James M. Oleske is an American pediatrician and HIV/AIDs researcher who is the emeritus François-Xavier Bagnoud (FXB) Professor of Pediatrics at Rutgers New Jersey Medical School in Newark, New Jersey. He is best known for his pioneering work in identifying HIV/AIDS as a pediatric disease, and treating and researching it beginning in the 1980s. He published one of the first articles identifying HIV/AIDS in children in JAMA in 1983 and was a co-author of one of the articles by Robert Gallo and others identifying the virus in Science in 1984.

Education 
Oleske earned a Bachelor of Science degree from the University of Detroit in 1967. He received his medical degree from New Jersey Medical School in 1971 at what was then the College of Medicine & Dentistry of New Jersey (CMDNJ), now known as Rutgers Biomedical and Health Sciences (RBHS), where he later did an internship and residency in the Department of Pediatrics. He received a master's degree in Public Health from Columbia University in 1974 and completed a fellowship in Pediatric Infectious Diseases & Immunology at Emory University Medical School in 1976.

Career 
Oleske was a pediatrician in Newark, New Jersey in the 1970s when little was known about how HIV/AIDS was transmitted. In the late 1970s, Oleske began noticing an unusual increase in the number of pediatric patients at his hospital with suppressed immune systems and life-threatening infections. In 1981, Oleske was asked to draw blood from an adult male patient at Saint Michael’s Medical Center who was a recovering IV drug user and who was suffering from what would later be known as AIDS. The patient immediately recognized Oleske and was surprised that the doctor did not know who he was. The patient told Oleske that he was the father of one of the doctor's pediatric patients. His young daughter had a severe immune disorder and died six months earlier from Pneumocystis carinii pneumonia (PCP). Oleske hadn't recognized the young girl’s father because he had looked robust and healthy only a few months ago and was now severely ill and underweight. This encounter made Oleske realize that the dying man, his daughter, and other immune deficient pediatric patients at the hospital were suffering from the same illness.
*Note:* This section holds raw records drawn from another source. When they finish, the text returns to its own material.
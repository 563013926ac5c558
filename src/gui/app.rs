use std::sync::Arc;

use eframe::egui;
use egui::{CentralPanel, Color32, ComboBox, Context, Separator, SidePanel, Ui};
use egui_graphs::{
    DefaultEdgeShape, DefaultNodeShape, FruchtermanReingoldWithCenterGravity,
    FruchtermanReingoldWithCenterGravityState, LayoutForceDirected, SettingsInteraction,
    SettingsNavigation,
};
use petgraph::{Undirected, csr::DefaultIx};
use tokio::runtime::Runtime;

use fabric_sim::{
    config::OverlayConfig,
    network::{NodeId, link::Link, node::Node},
    overlay::SegmentId,
    simulation::{self, ErrorReport, SimulationError},
    topology::{SnapshotStore, TopologySource},
};

use crate::gui::{
    fabric_graph::FabricGraph,
    panels::{
        collapsible_section, info_icon, notes_list, router_details, routes_table, tunnels_table,
    },
};

type Layout = FruchtermanReingoldWithCenterGravity;
type LayoutState = FruchtermanReingoldWithCenterGravityState;

/// Everything the dashboard needs from `main`.
pub struct DashboardContext {
    pub runtime: Arc<Runtime>,
    pub source: Box<dyn TopologySource>,
    pub overlay: OverlayConfig,
    pub store: Arc<SnapshotStore>,
}

pub fn main(context: DashboardContext) -> Result<(), eframe::Error> {
    let native_options = eframe::NativeOptions::default();
    eframe::run_native(
        "Fabric simulator",
        native_options,
        Box::new(move |cc| {
            let runtime = context.runtime.clone();
            let app = runtime.block_on(App::new(cc, context));
            Ok(Box::new(app) as Box<dyn eframe::App>)
        }),
    )
}

struct App {
    source: Box<dyn TopologySource>,
    overlay: OverlayConfig,
    store: Arc<SnapshotStore>,

    graph: FabricGraph,

    runtime: Arc<Runtime>,
    layout_state: LayoutState,

    selected_router: Option<NodeId>,
    selected_segment: Option<SegmentId>,
    last_error: Option<ErrorReport>,
}

impl App {
    async fn new(cc: &eframe::CreationContext<'_>, context: DashboardContext) -> Self {
        let _ = cc;

        let mut app = Self {
            source: context.source,
            overlay: context.overlay,
            store: context.store,
            graph: FabricGraph::default(),
            runtime: context.runtime,
            layout_state: LayoutState::default(),
            selected_router: None,
            selected_segment: None,
            last_error: None,
        };
        app.refresh_from_source().await;
        app
    }

    fn read_data(&mut self) {
        if let Some(router) = self.graph.selected_router() {
            self.selected_router = Some(router);
        }
    }

    /// Refetch the topology, rerun the pipeline and publish the result.
    async fn refresh_from_source(&mut self) {
        match self.recompute().await {
            Ok(()) => self.last_error = None,
            Err(e) => {
                tracing::error!(kind = e.kind(), error = %e, "recomputation failed, keeping previous snapshot");
                self.last_error = Some(e.report());
            }
        }
    }

    async fn recompute(&mut self) -> Result<(), SimulationError> {
        let fabric = self.source.fetch_topology().await?;
        let report = simulation::simulate(&fabric, &self.overlay)?.report();
        let outcome = self.store.publish(report);
        if outcome.changed() {
            self.graph.reconcile(&fabric);
            self.graph.highlight_path(&[]);
        }
        Ok(())
    }

    fn render_status_section(&mut self, ui: &mut Ui) {
        ui.heading("Fabric");
        ui.label(self.source.describe());

        match self.store.latest() {
            Some(snapshot) => {
                ui.label(format!("Revision {}", snapshot.revision));
                ui.label(format!("Published {}", snapshot.published_at_rfc3339()));
            }
            None => {
                ui.label("Nothing published yet");
            }
        }

        if let Some(error) = &self.last_error {
            ui.colored_label(Color32::LIGHT_RED, format!("{}: {}", error.kind, error.message));
        }

        if ui
            .button("Recompute")
            .on_hover_text("Fetch the topology again and rerun the simulation")
            .clicked()
        {
            tracing::info!("recompute requested from dashboard");
            let rt = self.runtime.clone();
            rt.block_on(self.refresh_from_source());
        }
    }

    fn render_routing_section(&mut self, ui: &mut Ui) {
        let Some(snapshot) = self.store.latest() else {
            return;
        };
        let report = &snapshot.report;

        collapsible_section(ui, "Routing tables", true, |ui| {
            let selected_text = self
                .selected_router
                .as_ref()
                .map(ToString::to_string)
                .unwrap_or_else(|| "Select a router".to_string());
            ComboBox::from_label("Router")
                .selected_text(selected_text)
                .show_ui(ui, |ui| {
                    for router in report.routes.keys() {
                        ui.selectable_value(&mut self.selected_router, Some(router.clone()), router.as_str());
                    }
                });

            let Some(router) = &self.selected_router else {
                return;
            };
            if let Some(node) = report.topology.nodes.iter().find(|node| node.id == *router) {
                router_details(ui, node);
            }
            ui.separator();
            routes_table(ui, report.routes_of(router).unwrap_or_default());
        });
    }

    fn render_overlay_section(&mut self, ui: &mut Ui) {
        let Some(snapshot) = self.store.latest() else {
            return;
        };
        let report = &snapshot.report;
        let mut highlight = None;

        collapsible_section(ui, "Overlay segments", true, |ui| {
            let selected_text = self
                .selected_segment
                .and_then(|segment| report.overlay.segment(segment))
                .map(|segment| format!("{} ({})", segment.name, segment.id))
                .unwrap_or_else(|| "Select a segment".to_string());
            ComboBox::from_label("Segment")
                .selected_text(selected_text)
                .show_ui(ui, |ui| {
                    for segment in report.overlay.segments() {
                        ui.selectable_value(
                            &mut self.selected_segment,
                            Some(segment.id),
                            format!("{} ({})", segment.name, segment.id),
                        );
                    }
                });

            if let Some(segment) = self.selected_segment {
                let tunnels: Vec<_> = report.tunnels_of(segment).collect();
                if tunnels.is_empty() {
                    ui.label("No tunnels in this segment");
                } else if let Some(index) = tunnels_table(ui, tunnels.iter().copied()) {
                    highlight = tunnels[index].path();
                }
            }

            if !report.notes.is_empty() {
                ui.separator();
                notes_list(ui, &report.notes);
            }
            if let Some(sample) = &report.encapsulation {
                ui.separator();
                ui.label(format!("Sample encapsulation: {}", sample.summary));
                ui.monospace(&sample.header_hex);
            }
        });

        if let Some(path) = highlight {
            self.graph.highlight_path(&path);
        }
    }

    fn render_forces_section(&mut self, ui: &mut Ui) {
        collapsible_section(ui, "Forces", false, |ui| {
            ui.horizontal(|ui| {
                ui.add(egui::Slider::new(&mut self.layout_state.base.k_scale, 0.2..=3.0).text("k_scale"));
                info_icon(ui, "Scale ideal edge length k; >1 spreads the layout, <1 compacts it.");
            });
            ui.horizontal(|ui| {
                ui.add(egui::Slider::new(&mut self.layout_state.base.c_attract, 0.1..=3.0).text("c_attract"));
                info_icon(ui, "Attractive force along links.");
            });
            ui.horizontal(|ui| {
                ui.add(egui::Slider::new(&mut self.layout_state.base.c_repulse, 0.1..=3.0).text("c_repulse"));
                info_icon(ui, "Repulsive force between routers.");
            });
            ui.horizontal(|ui| {
                ui.checkbox(&mut self.layout_state.extras.0.enabled, "center_gravity");
                info_icon(ui, "Pull toward the center of the view.");
            });
        });
    }

    fn render(&mut self, ctx: &Context) {
        SidePanel::right("right_panel").show(ctx, |ui| {
            egui::ScrollArea::vertical().show(ui, |ui| {
                self.render_status_section(ui);
                ui.add(Separator::default());
                self.render_routing_section(ui);
                ui.add(Separator::default());
                self.render_overlay_section(ui);
                ui.add(Separator::default());
                self.render_forces_section(ui);
            });
        });

        CentralPanel::default().show(ctx, |ui| {
            egui_graphs::set_layout_state(ui, self.layout_state.clone(), None);

            let widget = &mut egui_graphs::GraphView::<
                Node,
                Link,
                Undirected,
                DefaultIx,
                DefaultNodeShape,
                DefaultEdgeShape,
                LayoutState,
                LayoutForceDirected<Layout>,
            >::new(&mut self.graph.graph)
            .with_navigations(
                &SettingsNavigation::default()
                    .with_zoom_and_pan_enabled(false)
                    .with_fit_to_screen_enabled(true),
            )
            .with_interactions(&SettingsInteraction::default().with_node_selection_enabled(true));

            ui.add(widget);
        });
    }
}

impl eframe::App for App {
    fn update(&mut self, ctx: &egui::Context, _: &mut eframe::Frame) {
        self.read_data();
        self.render(ctx);
    }
}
Doctors Oleske, Anthony Minnefor and Franklin Desposito were among the authors of an article about pediatric AIDS in the Journal of the American Medical Association (JAMA) in 1983. The article received criticism from the medical community because at the time the new immune deficiency was known to infect adults only through sexual contact, blood transfusion, and intravenous drug use. Because of the stigma surrounding AIDS, Oleske struggled to convince others that the disease could be transmitted to children and struggled to obtain funding to support pediatric AIDS research and treatment in Newark. Oleske often complained that most of the federal money went to prestigious institutions that didn't have any patients suffering from the disease.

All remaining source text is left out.